# Work order
Repeat the first line of the listing and each line after it, exactly, through the line containing "enabled, come last.".

════════

use crate::{default_program_url, ChangeKind, ChangeRecord, PlatformSnapshot, Program, TargetSet};

#[derive(Debug, Clone, Copy, PartialEq, Eq, Default)]
pub struct DiffOptions {
    /// Emit a `Delisted` record for programs that vanished from a platform.
    pub report_delisted: bool,
}

#[derive(Debug, Clone, PartialEq, Eq, Default)]
pub struct PlatformDiff {
    pub changes: Vec<ChangeRecord>,
    /// Replaces the platform's previous snapshot wholesale.
    pub snapshot: PlatformSnapshot,
    /// Programs in the previous snapshot that are missing from this one, sorted.
    pub delisted: Vec<String>,
}

/// Compare one platform's freshly fetched programs against its previous snapshot.
///
/// Programs without a resolvable name are skipped. Records follow the order
/// of `programs`; delisted records, when enabled, come last.
pub fn diff_platform(
    platform: &str,
    programs: &[Program],
    previous: Option<&PlatformSnapshot>,
    options: DiffOptions,
) -> PlatformDiff {
    let mut diff = PlatformDiff::default();

    for program in programs {
        let Some(name) = program.name.as_deref() else {
            continue;
        };
        let current = &program.targets;
        diff.snapshot.insert(name.to_string(), current.clone());

        let record = match previous.and_then(|snapshot| snapshot.get(name)) {
            None if current.is_empty() => None,
            None => Some(ChangeRecord {
                platform: platform.to_string(),
                program: name.to_string(),
                url: program.url_or_default(platform),
                kind: ChangeKind::NewProgram,
                added: current.clone(),
                removed: Default::default(),
            }),
            Some(before) => {
                let added: TargetSet = current.difference(before).cloned().collect();
                let removed: TargetSet = before.difference(current).cloned().collect();
                (!added.is_empty() || !removed.is_empty()).then(|| ChangeRecord {
                    platform: platform.to_string(),
                    program: name.to_string(),
                    url: program.url_or_default(platform),
                    kind: ChangeKind::Updated,
                    added,
                    removed,
                })
            }
        };
        diff.changes.extend(record);
    }

    if let Some(before) = previous {
        for (name, targets) in before {
            if diff.snapshot.contains_key(name) {
                continue;
            }
            diff.delisted.push(name.clone());
            if options.report_delisted && !targets.is_empty() {
                diff.changes.push(ChangeRecord {
                    platform: platform.to_string(),
                    program: name.clone(),
                    url: default_program_url(platform),
                    kind: ChangeKind::Delisted,
                    added: Default::default(),
                    removed: targets.clone(),
                });
            }
        }
    }

    diff
}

════════

# Task response
use crate::{default_program_url, ChangeKind, ChangeRecord, PlatformSnapshot, Program, TargetSet};

#[derive(Debug, Clone, Copy, PartialEq, Eq, Default)]
pub struct DiffOptions {
    /// Emit a `Delisted` record for programs that vanished from a platform.
    pub report_delisted: bool,
}

#[derive(Debug, Clone, PartialEq, Eq, Default)]
pub struct PlatformDiff {
    pub changes: Vec<ChangeRecord>,
    /// Replaces the platform's previous snapshot wholesale.
    pub snapshot: PlatformSnapshot,
    /// Programs in the previous snapshot that are missing from this one, sorted.
    pub delisted: Vec<String>,
}

/// Compare one platform's freshly fetched programs against its previous snapshot.
///
/// Programs without a resolvable name are skipped. Records follow the order
/// of `programs`; delisted records, when enabled, come last.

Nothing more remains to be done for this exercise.